Cardiovascular Medicine Book


Acute Coronary Syndrome

Aka: Acute Coronary Syndrome, Myocardial Infarction
  1. See Also
    1. Chest Pain
    2. Cardiac Risk Factors
    3. Angina
    4. Angina Diagnosis
    5. Unstable Angina
    6. TIMI Risk Score
    7. Acute Coronary Syndrome Immediate Management
    8. Acute Coronary Syndrome Adjunctive Therapy
    9. High Risk Acute Coronary Syndrome Management
    10. Moderate Risk Acute Coronary Syndrome Management
    11. Low Risk Acute Coronary Syndrome Management
    12. Myocardial Infarction Stabilization
    13. Serum Cardiac Markers
    14. Electrocardiogram in Myocardial Infarction
    15. Echocardiogram in Myocardial Infarction
    16. Goldman Criteria for ICU Chest Pain Admission
  2. Risk Factors
    1. See Cardiac Risk Factors
  3. Epidemiology
    1. Prevalence of CAD in U.S.: 27.6 million (11.5%) in U.S. (2014)
    2. Mortality: 370,000 per year in U.S. (2014)
    3. Incidence of Acute MI: 735,000/year in U.S. (2014)
      1. STEMI accounts for 30% of cases (typically younger patients)
      2. NSTEMI accounts for 70% of cases (typically older patients)
      3. Steg (2002) Am J Cardiol 90(4): 358-63 [PubMed]

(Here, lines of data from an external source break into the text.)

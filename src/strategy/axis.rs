//! Per-axis configuration values: priority and traversal order.

use serde::{Deserialize, Serialize};

/// How strongly an axis is favoured when ranking neighbors.
///
/// Any integer is accepted; values beyond [`Priority::MIN`]..=[`Priority::MAX`]
/// rank the same as the nearest bound.
#[derive(Debug, Clone, Copy, PartialEq, Eq, PartialOrd, Ord, Hash, Serialize, Deserialize)]
#[serde(transparent)]
pub struct Priority(pub i32);

impl Priority {
    pub const MIN: Priority = Priority(-10);
    pub const LOW: Priority = Priority(-5);
    pub const NORMAL: Priority = Priority(0);
    pub const HIGH: Priority = Priority(5);
    pub const MAX: Priority = Priority(10);

    pub fn value(self) -> i32 {
        self.0
    }

    /// Priority clamped into the named range.
    pub fn clamped(self) -> i32 {
        self.0.clamp(Self::MIN.0, Self::MAX.0)
    }

    /// Cost of one step along an axis with this priority.
    ///
    /// `MAX` costs 1 per step, `NORMAL` 11, `MIN` 21.
    pub fn step_weight(self) -> usize {
        (Self::MAX.0 - self.clamped()) as usize + 1
    }
}

impl Default for Priority {
    fn default() -> Self {
        Priority::NORMAL
    }
}

impl From<i32> for Priority {
    fn from(value: i32) -> Self {
        Priority(value)
    }
}

impl std::fmt::Display for Priority {
    fn fmt(&self, f: &mut std::fmt::Formatter<'_>) -> std::fmt::Result {
        match *self {
            Priority::MIN => write!(f, "MIN"),
            Priority::LOW => write!(f, "LOW"),
            Priority::NORMAL => write!(f, "NORMAL"),
            Priority::HIGH => write!(f, "HIGH"),
            Priority::MAX => write!(f, "MAX"),
            Priority(other) => write!(f, "{other}"),
        }
    }
}

/// Which directions along an axis are eligible for caching.
#[derive(Debug, Clone, Copy, PartialEq, Eq, Hash, Default, Serialize, Deserialize)]
#[serde(rename_all = "lowercase")]
#[repr(i32)]
pub enum Order {
    /// Only negative offsets.
    Backward = -1,
    /// Both directions, forward first at equal distance.
    #[default]
    Centered = 0,
    /// Only positive offsets.
    Forward = 1,
}

impl Order {
    pub fn value(self) -> i32 {
        self as i32
    }

    /// Whether an offset of `delta` along the axis is allowed.
    pub fn admits(self, delta: isize) -> bool {
        match self {
            Order::Centered => true,
            Order::Forward => delta > 0,
            Order::Backward => delta < 0,
        }
    }
}

impl TryFrom<i32> for Order {
    type Error = i32;

    fn try_from(value: i32) -> Result<Self, Self::Error> {
        match value {
            -1 => Ok(Order::Backward),
            0 => Ok(Order::Centered),
            1 => Ok(Order::Forward),
            other => Err(other),
        }
    }
}

impl std::fmt::Display for Order {
    fn fmt(&self, f: &mut std::fmt::Formatter<'_>) -> std::fmt::Result {
        match self {
            Order::Backward => write!(f, "backward"),
            Order::Centered => write!(f, "centered"),
            Order::Forward => write!(f, "forward"),
        }
    }
}
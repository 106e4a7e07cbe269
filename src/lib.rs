//! plane-cache: N-dimensional plane cache.
//!
//! Keeps the neighborhood of a moving "current position" resident in memory
//! for datasets indexed by several axes (focal plane, channel, timepoint...):
//!   position → strategy load list → evict stale → load missing (nearest first)
//!
//! - [`strategy`]: which neighbors to keep, and in what order
//! - [`cache`]: resident storage and incremental recaching
//! - [`updater`]: recaching on a background thread with cancellation
//! - [`source`]: where objects come from
//! - [`event`]: lifecycle notifications

pub mod cache;
pub mod config;
pub mod error;
pub mod event;
pub mod raster;
pub mod source;
pub mod strategy;
pub mod updater;

pub use cache::Cache;
pub use error::{CacheError, Result};
pub use event::{CacheEvent, CacheListener};
pub use source::CacheSource;
pub use strategy::{CacheStrategy, Neighborhood, Order, Priority};
pub use updater::CacheUpdater;
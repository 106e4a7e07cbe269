//! plane-cache console.
//!
//! Walks a synthetic N-dimensional dataset through the plane cache, visiting
//! each `--visit` position in turn and reporting what stays resident.

use std::sync::Arc;

use clap::Parser;
use tracing::{info, warn};

use plane_cache::cache::Cache;
use plane_cache::config::{Cli, Config};
use plane_cache::event::TracingListener;
use plane_cache::source::{ByteSource, SyntheticReader};
use plane_cache::updater::{CacheUpdater, UpdateReport};

fn main() -> anyhow::Result<()> {
    // Parse CLI arguments.
    let cli = Cli::parse();

    // Initialize tracing/logging.
    let filter = if cli.verbose {
        "plane_cache=debug"
    } else {
        "plane_cache=info"
    };

    let subscriber = tracing_subscriber::fmt()
        .with_env_filter(
            tracing_subscriber::EnvFilter::try_from_default_env()
                .unwrap_or_else(|_| filter.into()),
        )
        .with_target(true);
    if cli.log_json {
        subscriber.json().init();
    } else {
        subscriber.init();
    }

    info!("plane-cache v{}", env!("CARGO_PKG_VERSION"));

    // Load configuration.
    let config = Config::load(&cli.config)?;

    info!(
        policy = %config.cache.policy,
        axes = ?config.axes.iter().map(|a| a.name.as_str()).collect::<Vec<_>>(),
        lengths = ?config.lengths(),
        planes = config.plane_count(),
        "Configuration loaded"
    );

    // Build the synthetic source and the cache.
    let reader = SyntheticReader::new(config.plane_count(), config.source.plane_bytes)
        .with_latency(config.source.latency())
        .with_failing(config.source.failing_planes.iter().copied());
    let strategy = config.build_strategy()?;
    let cache = Cache::new(strategy, ByteSource::new(reader), config.cache.auto_update)?;
    cache.add_listener(Arc::new(TracingListener));

    let visits = if cli.visits.is_empty() {
        vec![vec![0; config.axes.len()]]
    } else {
        cli.visits.clone()
    };

    // The cache is either idle here or owned by a running updater.
    let mut idle = Some(cache);
    let mut running: Option<CacheUpdater<_>> = None;

    for pos in &visits {
        let mut cache = match running.take() {
            Some(updater) => {
                let (cache, report) = updater.stop()?;
                log_report(&report);
                cache
            }
            None => idle
                .take()
                .ok_or_else(|| anyhow::anyhow!("cache is not available"))?,
        };

        // Auto-update mode recaches here, so a failing plane surfaces now.
        if let Err(e) = cache.set_position(pos) {
            warn!(position = ?pos, error = %e, "Move failed");
        }

        if cli.background {
            running = Some(CacheUpdater::start(cache)?);
            continue;
        }

        if !cache.is_auto_update() {
            if let Err(e) = cache.recache_all() {
                warn!(error = %e, "Recache ended early");
            }
        }
        info!(
            resident = cache.resident_count(),
            planes = ?cache.resident_indices(),
            "Visited position"
        );
        idle = Some(cache);
    }

    let cache = match running.take() {
        Some(updater) => {
            let (cache, report) = updater.wait()?;
            log_report(&report);
            cache
        }
        None => idle
            .take()
            .ok_or_else(|| anyhow::anyhow!("cache is not available"))?,
    };

    info!(
        position = ?cache.position(),
        resident = cache.resident_count(),
        capacity = cache.capacity(),
        bytes = cache.resident_count() * config.source.plane_bytes,
        "Walk complete"
    );

    Ok(())
}

fn log_report(report: &UpdateReport) {
    match &report.error {
        Some(e) => warn!(
            completed = report.steps_completed,
            planned = report.planned,
            error = %e,
            "Background recache ended early"
        ),
        None if report.cancelled => info!(
            completed = report.steps_completed,
            planned = report.planned,
            "Background recache interrupted"
        ),
        None => info!(planned = report.planned, "Background recache complete"),
    }
}
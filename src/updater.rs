//! Background recache worker.
//!
//! A [`CacheUpdater`] takes ownership of a [`Cache`] and walks its load plan
//! on a dedicated thread, one step at a time, checking its cancellation token
//! between steps. Because the cache moves into the worker, nothing else can
//! reach the source while the worker runs; [`CacheUpdater::stop`] joins the
//! thread and hands the cache back.

use std::thread::{self, JoinHandle};

use tokio_util::sync::CancellationToken;
use tracing::{debug, error, info};

use crate::cache::Cache;
use crate::error::{CacheError, Result};

/// What a worker run accomplished.
#[derive(Debug, Default)]
pub struct UpdateReport {
    /// Length of the load plan the worker walked.
    pub planned: usize,
    /// Steps that ran to completion.
    pub steps_completed: usize,
    /// The run ended because cancellation was observed.
    pub cancelled: bool,
    /// The error that ended the run early, if any.
    pub error: Option<CacheError>,
}

impl UpdateReport {
    /// Whether every planned step completed.
    pub fn is_complete(&self) -> bool {
        self.error.is_none() && self.steps_completed == self.planned
    }
}

/// Handle to a running background recache.
pub struct CacheUpdater<T> {
    token: CancellationToken,
    handle: Option<JoinHandle<(Cache<T>, UpdateReport)>>,
}

impl<T: Send + 'static> CacheUpdater<T> {
    /// Start recaching `cache` around its current position.
    pub fn start(cache: Cache<T>) -> Result<Self> {
        let token = CancellationToken::new();
        let worker_token = token.clone();

        let handle = thread::Builder::new()
            .name("cache-updater".into())
            .spawn(move || run(cache, worker_token))?;

        Ok(Self {
            token,
            handle: Some(handle),
        })
    }

    /// Request cancellation and wait for the worker to exit.
    pub fn stop(mut self) -> Result<(Cache<T>, UpdateReport)> {
        self.token.cancel();
        self.join()
    }

    /// Wait for the worker to finish its plan without cancelling it.
    pub fn wait(mut self) -> Result<(Cache<T>, UpdateReport)> {
        self.join()
    }

    /// Whether the worker has exited.
    pub fn is_finished(&self) -> bool {
        self.handle.as_ref().map_or(true, JoinHandle::is_finished)
    }

    /// Token observed by the worker between steps.
    pub fn cancellation_token(&self) -> CancellationToken {
        self.token.clone()
    }
}

impl<T> CacheUpdater<T> {
    fn join(&mut self) -> Result<(Cache<T>, UpdateReport)> {
        let handle = self.handle.take().ok_or(CacheError::UpdaterPanicked)?;
        handle.join().map_err(|_| CacheError::UpdaterPanicked)
    }
}

impl<T> Drop for CacheUpdater<T> {
    fn drop(&mut self) {
        if let Some(handle) = self.handle.take() {
            self.token.cancel();
            if handle.join().is_err() {
                error!("Cache updater panicked");
            }
        }
    }
}

fn run<T>(mut cache: Cache<T>, token: CancellationToken) -> (Cache<T>, UpdateReport) {
    let mut report = UpdateReport::default();

    let plan = match cache.load_plan() {
        Ok(plan) => plan,
        Err(e) => {
            error!(error = %e, "Cache updater could not compute load plan");
            report.error = Some(e);
            return (cache, report);
        }
    };
    report.planned = plan.len();
    info!(planned = plan.len(), position = ?cache.position(), "Cache updater started");

    for n in 0..plan.len() {
        if token.is_cancelled() {
            report.cancelled = true;
            break;
        }
        if let Err(e) = cache.apply_step(&plan, n) {
            error!(step = n, error = %e, "Cache updater step failed");
            report.error = Some(e);
            break;
        }
        report.steps_completed += 1;
    }

    debug!(
        steps = report.steps_completed,
        planned = report.planned,
        cancelled = report.cancelled,
        "Cache updater finished"
    );
    (cache, report)
}
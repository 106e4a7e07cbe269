//! Candidate ranking shared by every neighborhood policy.
//!
//! Offsets are ordered by:
//!
//! ```text
//! key(offset) = (
//!     Σ |offset[i]| × step_weight(priority[i]),   // weighted distance
//!     number of non-zero components,              // singles before combinations
//!     Σ rank(i, offset[i]),                       // single-axis rank sum
//!     [rank(0, offset[0]), rank(1, offset[1]), ...]
//! )
//! ```
//!
//! where `rank(i, d)` is the position of the single-axis step `d` along axis
//! `i` in the global single-step table (zero for `d == 0`).

use std::cmp::Reverse;
use std::collections::HashMap;

use super::axis::{Order, Priority};
use super::Neighborhood;

/// A relative position delta, one component per axis.
pub type Offset = Vec<isize>;

/// Borrowed view of a strategy's per-axis configuration.
pub(crate) struct AxisSpace<'a> {
    pub lengths: &'a [usize],
    pub priorities: &'a [Priority],
    pub orders: &'a [Order],
    pub ranges: &'a [usize],
}

impl AxisSpace<'_> {
    fn dimensions(&self) -> usize {
        self.lengths.len()
    }

    /// Reachable single-axis steps along `axis`, by ascending magnitude,
    /// forward before backward.
    pub(crate) fn axis_steps(&self, axis: usize) -> Vec<isize> {
        // Steps at or beyond the axis length can never land inside it.
        let reach = self.ranges[axis].min(self.lengths[axis].saturating_sub(1)) as isize;
        let order = self.orders[axis];
        (1..=reach)
            .flat_map(|m| [m, -m])
            .filter(|&d| order.admits(d))
            .collect()
    }
}

/// Global ordering of every single-axis step.
pub(crate) struct RankTable {
    ranks: HashMap<(usize, isize), usize>,
}

impl RankTable {
    pub(crate) fn build(space: &AxisSpace<'_>) -> Self {
        let mut steps: Vec<(usize, isize)> = (0..space.dimensions())
            .flat_map(|axis| space.axis_steps(axis).into_iter().map(move |d| (axis, d)))
            .collect();

        steps.sort_by_key(|&(axis, d)| {
            let priority = space.priorities[axis];
            (
                d.unsigned_abs() * priority.step_weight(),
                Reverse(priority.clamped()),
                axis,
                d < 0,
            )
        });

        let ranks = steps
            .into_iter()
            .enumerate()
            .map(|(i, step)| (step, i + 1))
            .collect();

        Self { ranks }
    }

    /// Rank of a single-axis step; zero for no movement.
    pub(crate) fn rank(&self, axis: usize, delta: isize) -> usize {
        if delta == 0 {
            return 0;
        }
        self.ranks.get(&(axis, delta)).copied().unwrap_or(usize::MAX)
    }
}

#[derive(Debug, PartialEq, Eq, PartialOrd, Ord)]
struct CandidateKey {
    distance: usize,
    spread: usize,
    rank_sum: usize,
    ranks: Vec<usize>,
}

fn candidate_key(space: &AxisSpace<'_>, table: &RankTable, offset: &[isize]) -> CandidateKey {
    let distance = offset
        .iter()
        .zip(space.priorities)
        .map(|(d, p)| d.unsigned_abs() * p.step_weight())
        .sum();
    let spread = offset.iter().filter(|&&d| d != 0).count();
    let ranks: Vec<usize> = offset
        .iter()
        .enumerate()
        .map(|(axis, &d)| table.rank(axis, d))
        .collect();
    let rank_sum = ranks.iter().fold(0usize, |acc, &r| acc.saturating_add(r));

    CandidateKey {
        distance,
        spread,
        rank_sum,
        ranks,
    }
}

/// Enumerate the offsets a policy may ever request, unsorted.
fn enumerate(neighborhood: Neighborhood, space: &AxisSpace<'_>) -> Vec<Offset> {
    let dims = space.dimensions();
    let zero: Offset = vec![0; dims];

    match neighborhood {
        Neighborhood::Crosshair => {
            let mut offsets = vec![zero.clone()];
            for axis in 0..dims {
                for d in space.axis_steps(axis) {
                    let mut offset = zero.clone();
                    offset[axis] = d;
                    offsets.push(offset);
                }
            }
            offsets
        }
        Neighborhood::Rectangle => {
            let mut offsets: Vec<Offset> = vec![Vec::with_capacity(dims)];
            for axis in 0..dims {
                let choices: Vec<isize> = std::iter::once(0).chain(space.axis_steps(axis)).collect();
                offsets = offsets
                    .into_iter()
                    .flat_map(|prefix| {
                        choices.iter().map(move |&d| {
                            let mut next = prefix.clone();
                            next.push(d);
                            next
                        })
                    })
                    .collect();
            }
            offsets
        }
    }
}

/// Every candidate offset for `neighborhood`, nearest first.
pub(crate) fn ranked_offsets(neighborhood: Neighborhood, space: &AxisSpace<'_>) -> Vec<Offset> {
    let table = RankTable::build(space);
    let mut offsets = enumerate(neighborhood, space);
    offsets.sort_by_cached_key(|offset| candidate_key(space, &table, offset));
    offsets
}

#[cfg(test)]
mod tests {
    use super::*;

    struct Axes {
        lengths: Vec<usize>,
        priorities: Vec<Priority>,
        orders: Vec<Order>,
        ranges: Vec<usize>,
    }

    impl Axes {
        fn uniform(lengths: &[usize], range: usize) -> Self {
            Self {
                lengths: lengths.to_vec(),
                priorities: vec![Priority::NORMAL; lengths.len()],
                orders: vec![Order::Centered; lengths.len()],
                ranges: vec![range; lengths.len()],
            }
        }

        fn space(&self) -> AxisSpace<'_> {
            AxisSpace {
                lengths: &self.lengths,
                priorities: &self.priorities,
                orders: &self.orders,
                ranges: &self.ranges,
            }
        }
    }

    #[test]
    fn test_axis_steps_interleave_directions() {
        let axes = Axes::uniform(&[9], 3);
        assert_eq!(axes.space().axis_steps(0), vec![1, -1, 2, -2, 3, -3]);
    }

    #[test]
    fn test_axis_steps_respect_order_and_length() {
        let mut axes = Axes::uniform(&[3, 10, 10], 4);
        axes.orders[1] = Order::Forward;
        axes.orders[2] = Order::Backward;
        let space = axes.space();

        // Length 3 allows at most two steps either way.
        assert_eq!(space.axis_steps(0), vec![1, -1, 2, -2]);
        assert_eq!(space.axis_steps(1), vec![1, 2, 3, 4]);
        assert_eq!(space.axis_steps(2), vec![-1, -2, -3, -4]);
    }

    #[test]
    fn test_rank_table_uniform_priorities() {
        let axes = Axes::uniform(&[5, 7], 2);
        let table = RankTable::build(&axes.space());

        assert_eq!(table.rank(0, 0), 0);
        assert_eq!(table.rank(0, 1), 1);
        assert_eq!(table.rank(0, -1), 2);
        assert_eq!(table.rank(1, 1), 3);
        assert_eq!(table.rank(1, -1), 4);
        assert_eq!(table.rank(0, 2), 5);
        assert_eq!(table.rank(0, -2), 6);
        assert_eq!(table.rank(1, 2), 7);
        assert_eq!(table.rank(1, -2), 8);
    }

    #[test]
    fn test_rank_table_prefers_high_priority_axis() {
        let mut axes = Axes::uniform(&[5, 7], 2);
        axes.priorities[1] = Priority::HIGH;
        let table = RankTable::build(&axes.space());

        assert_eq!(table.rank(1, 1), 1);
        assert_eq!(table.rank(1, -1), 2);
        assert_eq!(table.rank(0, 1), 3);
        assert_eq!(table.rank(1, 2), 5);
    }

    #[test]
    fn test_rectangle_enumerates_full_product() {
        let axes = Axes::uniform(&[5, 7, 4], 1);
        let offsets = enumerate(Neighborhood::Rectangle, &axes.space());
        assert_eq!(offsets.len(), 27);
        assert!(offsets.contains(&vec![-1, 1, -1]));
    }

    #[test]
    fn test_ranked_offsets_zero_first() {
        let axes = Axes::uniform(&[5, 7], 2);
        for neighborhood in [Neighborhood::Crosshair, Neighborhood::Rectangle] {
            let offsets = ranked_offsets(neighborhood, &axes.space());
            assert_eq!(offsets[0], vec![0, 0]);
        }
    }
}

    4. No prior coronary symptoms in >50% with fatal acute MI
    5. Coronary deaths account for up to 20% of all deaths in U.S.
    6. Average age of first Myocardial Infarction in U.S.
      1. Men: 65 years old
      2. Women: 72 years old
    7. References
  4. Pathophysiology: Atherosclerotic Plaque
    1. Form over 10-15 years in response to vascular injury
      1. Significant Plaque present in 75% of age >25 years
    2. Lipid core (atheroma)
      1. Injured endothelium attracts Macrophages
      2. Macrophages resorb LDL Cholesterol fatty streaks
      3. Lipids transform Macrophages into foam cells
    3. Surrounding wall (fibroatheroma)
      1. Surrounds lipid core
      2. Composed of fibroblasts and Smooth Muscle Cells
    4. Acute MI or Acute Coronary Syndrome
      1. Occurs on Plaque rupture; results in vessel Occlusion
  5. Pathophysiology: Postinfarction remodeling
    1. Early Phase (<72 hours)
      1. Infarct zone expansion
      2. Myocardial wall thinning and ventricular dilation
      3. Increased elevated myocardial wall stress throughout Cardiac Cycle
      4. Renin-Angiotensin System activated (increased BNP)
    2. Late Phase (>72 hours)
      1. Left ventricle generalized effects and ventricular dilation over time resulting in distorted ventricular shape
      2. Mural hypertrophy occurs in response to ventricular load (decreases rate of dilation, preserves contractility)
      3. Fibrous tissue replaces necrotic Myocytes in the first 4 weeks after Myocardial Infarction
      4. Ventricular effects do not improve with revascularization
    3. References
      1. Sutton (2000) Circulation 101(25):2981-8 [PubMed]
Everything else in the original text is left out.